I’m pretty sure it isn’t a hard line. People have noted that “Hawken Reborn,” which is on Steam, has some “AI” generated images - but they’re subtle, some character images possibly generated from their own art to fill in some gaps. (It’s been remarked upon how little the sequel resembles the original game, and how generic it is - the dev team is small and I suspect using mostly purchased assets and using labor-saving tech to bolster the work of a small number of artists trying to do a full-sized game.)
I’ve seen enough references recently to visual novel games with images straight out of Midjourney (completely with untouched visual artifacts that could have been cleaned up in a couple minutes in a free editing program), that I suspect Steam is absolutely being flooded with them (or is at least anticipating it). Games that require little-to-no programming and now no art, being shoveled into Steam to make a quick buck with no production costs. Previously the shovelware vendors at least had to buy a few art assets and stick them in some sort of shooter template, but this is orders of magnitude less cost and effort. So I suspect this, and this alone, is what Steam is targeting.

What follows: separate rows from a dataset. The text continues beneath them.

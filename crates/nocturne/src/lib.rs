// src/lib.rs
//! nocturne: a non-blocking epoll HTTP/1.1 connection server.
//!
//! A [`ConnectionQueue`] owns the listening socket and a fixed set of worker
//! threads. Each worker runs its own epoll loop, parses requests with
//! [`RequestFilter`] and hands them to the application's [`Root`]. Slow work
//! is pushed to the shared task queue as [`AsyncTask`]s.

pub mod buffer;
pub mod completion;
pub mod config;
pub mod conn;
pub mod error;
pub mod http;
pub mod logging;
pub mod metrics;
pub mod parser;
pub mod pool;
pub mod request;
pub mod server;
pub mod signals;
pub mod slab;
pub mod status;
pub mod syscalls;
pub mod task;
pub mod worker;

// Re-exports for users
pub use buffer::{Buffer, BufferChain, BufferFlags};
pub use completion::Completion;
pub use config::{Limits, ServerConfig};
pub use error::{NocturneError, NocturneResult};
pub use http::{Method, RequestInfo, RequestUrl};
pub use parser::{ParseError, RequestFilter};
pub use request::{Cookie, CookieFlags, InputFilter, Request, Root};
pub use server::{ConnectionQueue, ListenAddr};
pub use status::Status;
pub use task::{AsyncTask, AsyncTaskGroup, TaskHandle, TaskQueue};
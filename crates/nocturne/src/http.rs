// src/http.rs
use crate::status::Status;
use std::net::IpAddr;
use std::path::PathBuf;
use std::time::SystemTime;

#[derive(Debug, Clone, Copy, PartialEq, Eq, Hash)]
pub enum Method {
    Get,
    Head,
    Post,
    Put,
    Delete,
    Patch,
    Options,
    Trace,
    Connect,
    Propfind,
    Proppatch,
    MkCol,
    Copy,
    Move,
    Lock,
    Unlock,
    Report,
    Merge,
}

impl Method {
    pub fn from_bytes(b: &[u8]) -> Option<Self> {
        Some(match b {
            b"GET" => Method::Get,
            b"HEAD" => Method::Head,
            b"POST" => Method::Post,
            b"PUT" => Method::Put,
            b"DELETE" => Method::Delete,
            b"PATCH" => Method::Patch,
            b"OPTIONS" => Method::Options,
            b"TRACE" => Method::Trace,
            b"CONNECT" => Method::Connect,
            b"PROPFIND" => Method::Propfind,
            b"PROPPATCH" => Method::Proppatch,
            b"MKCOL" => Method::MkCol,
            b"COPY" => Method::Copy,
            b"MOVE" => Method::Move,
            b"LOCK" => Method::Lock,
            b"UNLOCK" => Method::Unlock,
            b"REPORT" => Method::Report,
            b"MERGE" => Method::Merge,
            _ => return None,
        })
    }

    pub fn as_str(&self) -> &'static str {
        match self {
            Method::Get => "GET",
            Method::Head => "HEAD",
            Method::Post => "POST",
            Method::Put => "PUT",
            Method::Delete => "DELETE",
            Method::Patch => "PATCH",
            Method::Options => "OPTIONS",
            Method::Trace => "TRACE",
            Method::Connect => "CONNECT",
            Method::Propfind => "PROPFIND",
            Method::Proppatch => "PROPPATCH",
            Method::MkCol => "MKCOL",
            Method::Copy => "COPY",
            Method::Move => "MOVE",
            Method::Lock => "LOCK",
            Method::Unlock => "UNLOCK",
            Method::Report => "REPORT",
            Method::Merge => "MERGE",
        }
    }
}

/// Request target split into its parts.
///
/// Origin-form (`/path?query`) targets leave `scheme` and `host` empty until a
/// `Host` header fills them; absolute-form targets carry them directly.
#[derive(Debug, Clone, Default, PartialEq, Eq)]
pub struct RequestUrl {
    pub scheme: String,
    pub host: String,
    pub port: Option<u16>,
    pub path: String,
    pub query: Option<String>,
    pub fragment: Option<String>,
}

impl RequestUrl {
    /// Parse a request target. Returns `None` for anything that is neither
    /// origin-form, absolute-form nor `*`.
    pub fn parse(target: &str) -> Option<RequestUrl> {
        if target.is_empty() || target.bytes().any(|b| b.is_ascii_whitespace() || b.is_ascii_control()) {
            return None;
        }

        let mut url = RequestUrl::default();
        let mut rest = target;

        if let Some(idx) = rest.find('#') {
            url.fragment = Some(rest[idx + 1..].to_string());
            rest = &rest[..idx];
        }
        if let Some(idx) = rest.find('?') {
            url.query = Some(rest[idx + 1..].to_string());
            rest = &rest[..idx];
        }

        if rest == "*" {
            url.path = rest.to_string();
            return Some(url);
        }

        if let Some(idx) = rest.find("://") {
            let scheme = &rest[..idx];
            if scheme.is_empty() || !scheme.bytes().all(|b| b.is_ascii_alphanumeric() || b == b'+' || b == b'-' || b == b'.') {
                return None;
            }
            url.scheme = scheme.to_ascii_lowercase();
            rest = &rest[idx + 3..];
            let path_start = rest.find('/').unwrap_or(rest.len());
            url.set_authority(&rest[..path_start])?;
            rest = &rest[path_start..];
            if rest.is_empty() {
                rest = "/";
            }
        }

        if !rest.starts_with('/') {
            return None;
        }
        url.path = rest.to_string();
        Some(url)
    }

    /// Apply a `host[:port]` authority, as sent in the `Host` header.
    pub fn set_authority(&mut self, authority: &str) -> Option<()> {
        let authority = authority.rsplit('@').next().unwrap_or(authority);
        if authority.is_empty() {
            return None;
        }
        match authority.rfind(':') {
            Some(idx) if !authority.ends_with(']') => {
                let port = authority[idx + 1..].parse().ok()?;
                self.host = authority[..idx].to_ascii_lowercase();
                self.port = Some(port);
            }
            _ => {
                self.host = authority.to_ascii_lowercase();
                self.port = None;
            }
        }
        Some(())
    }

    /// Non-empty path segments.
    pub fn segments(&self) -> impl Iterator<Item = &str> {
        self.path.split('/').filter(|s| !s.is_empty())
    }
}

/// Everything known about a request before its body arrives.
#[derive(Debug, Clone)]
pub struct RequestInfo {
    pub method: Method,
    pub method_name: String,
    pub request_line: String,
    pub protocol: String,
    /// `major * 1000 + minor`, so HTTP/1.1 is `1001`.
    pub protocol_version: u32,
    pub unparsed_uri: String,
    pub url: RequestUrl,
    pub request_time: SystemTime,
    /// `HEAD` request: the response carries headers only.
    pub header_request: bool,
    pub content_length: u64,
    pub content_type: Option<String>,
    pub content_encoding: Option<String>,
    pub document_root: Option<PathBuf>,
    pub filename: Option<PathBuf>,
    pub useragent_ip: Option<IpAddr>,
    pub useragent_port: u16,
    pub status: Status,
}

impl Default for RequestInfo {
    fn default() -> Self {
        Self {
            method: Method::Get,
            method_name: String::new(),
            request_line: String::new(),
            protocol: String::new(),
            protocol_version: 0,
            unparsed_uri: String::new(),
            url: RequestUrl::default(),
            request_time: SystemTime::now(),
            header_request: false,
            content_length: 0,
            content_type: None,
            content_encoding: None,
            document_root: None,
            filename: None,
            useragent_ip: None,
            useragent_port: 0,
            status: Status::Ok,
        }
    }
}

/// `"1.1"` → `1001`; missing parts count as zero.
pub fn protocol_version_number(version: &str) -> u32 {
    let mut parts = version.splitn(2, '.');
    let major: u32 = parts.next().and_then(|p| p.parse().ok()).unwrap_or(0);
    let minor: u32 = parts.next().and_then(|p| p.parse().ok()).unwrap_or(0);
    major * 1000 + minor
}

Still, that leaves a lot of room for ambiguity, and it’ll be interesting to see where they do draw the lines. (I suspect somewhat arbitrarily.)
That makes sense, and is certainly sensible. No doubt every media format is going to have to contend with this. It’s already a huge problem on the web. If you Google how to do something basic-but-technical (like, how to do for loops in Bash or whatever) the top three hits are LLM-generated shovelware sites with a mix of correct and incorrect information. Also 300 ads per square cm of content.
Does this mean Steam is coming around on curating their content? A while back they opened the floodgates on the green light process and the platform sorta went to hell. What was once a hard-won honour, to be green-lighted on Steam, now only meant you’d filled out a web form and uploaded your binary. They didn’t seem to care at all about quality any more, so I hope this AI policy is a sign that has changed.
During those early years, Steam was like early Netflix. You could assume a game was good because everything on there was. Then came the enshittification.
I hope this indicates they figured out that they either have to curate or be destroyed. Hopefully they noticed those who hit this issue earlier (e.g. Clarkesworld) and have started thinking seriously about it. Charging a Greenlight fee clearly didn’t work the way they hoped it would, the combination of user ratings, filtering and third-party curators has, up until now, worked somewhat, but it doesn’t scale to the new problem and relies on externalizing costs…
Short version of the story: Gabe doesn’t want to get the shit sued out of him in a ton of different countries with a ton of differing legal opinions about AI generated art.
Maybe, but the law has also been pretty clear that platforms are not responsible for the user-generated content they host. IANAL but Steam shouldn’t have any liability exposure for what’s in the games they sell.
Valve is more likely to be OK against copyright claims directly against them; but they probably don’t want the uncertainty and customer dissatisfaction associated with potential having to yank a whole lot of games after putting them up for sale; especially if the risk was predictable upfront and the games aren’t a big enough deal to be worth sucking it up for.
Today it’s reasonably rare for something to get yanked because of obscure publisher acquisitions nonsense, or a game that used to have an expensive licensed soundtrack to have it patched out(though both have happened and nobody is ever very happy about it); having the same thing happen to several years worth of every game with a small art budget would probably be really ugly.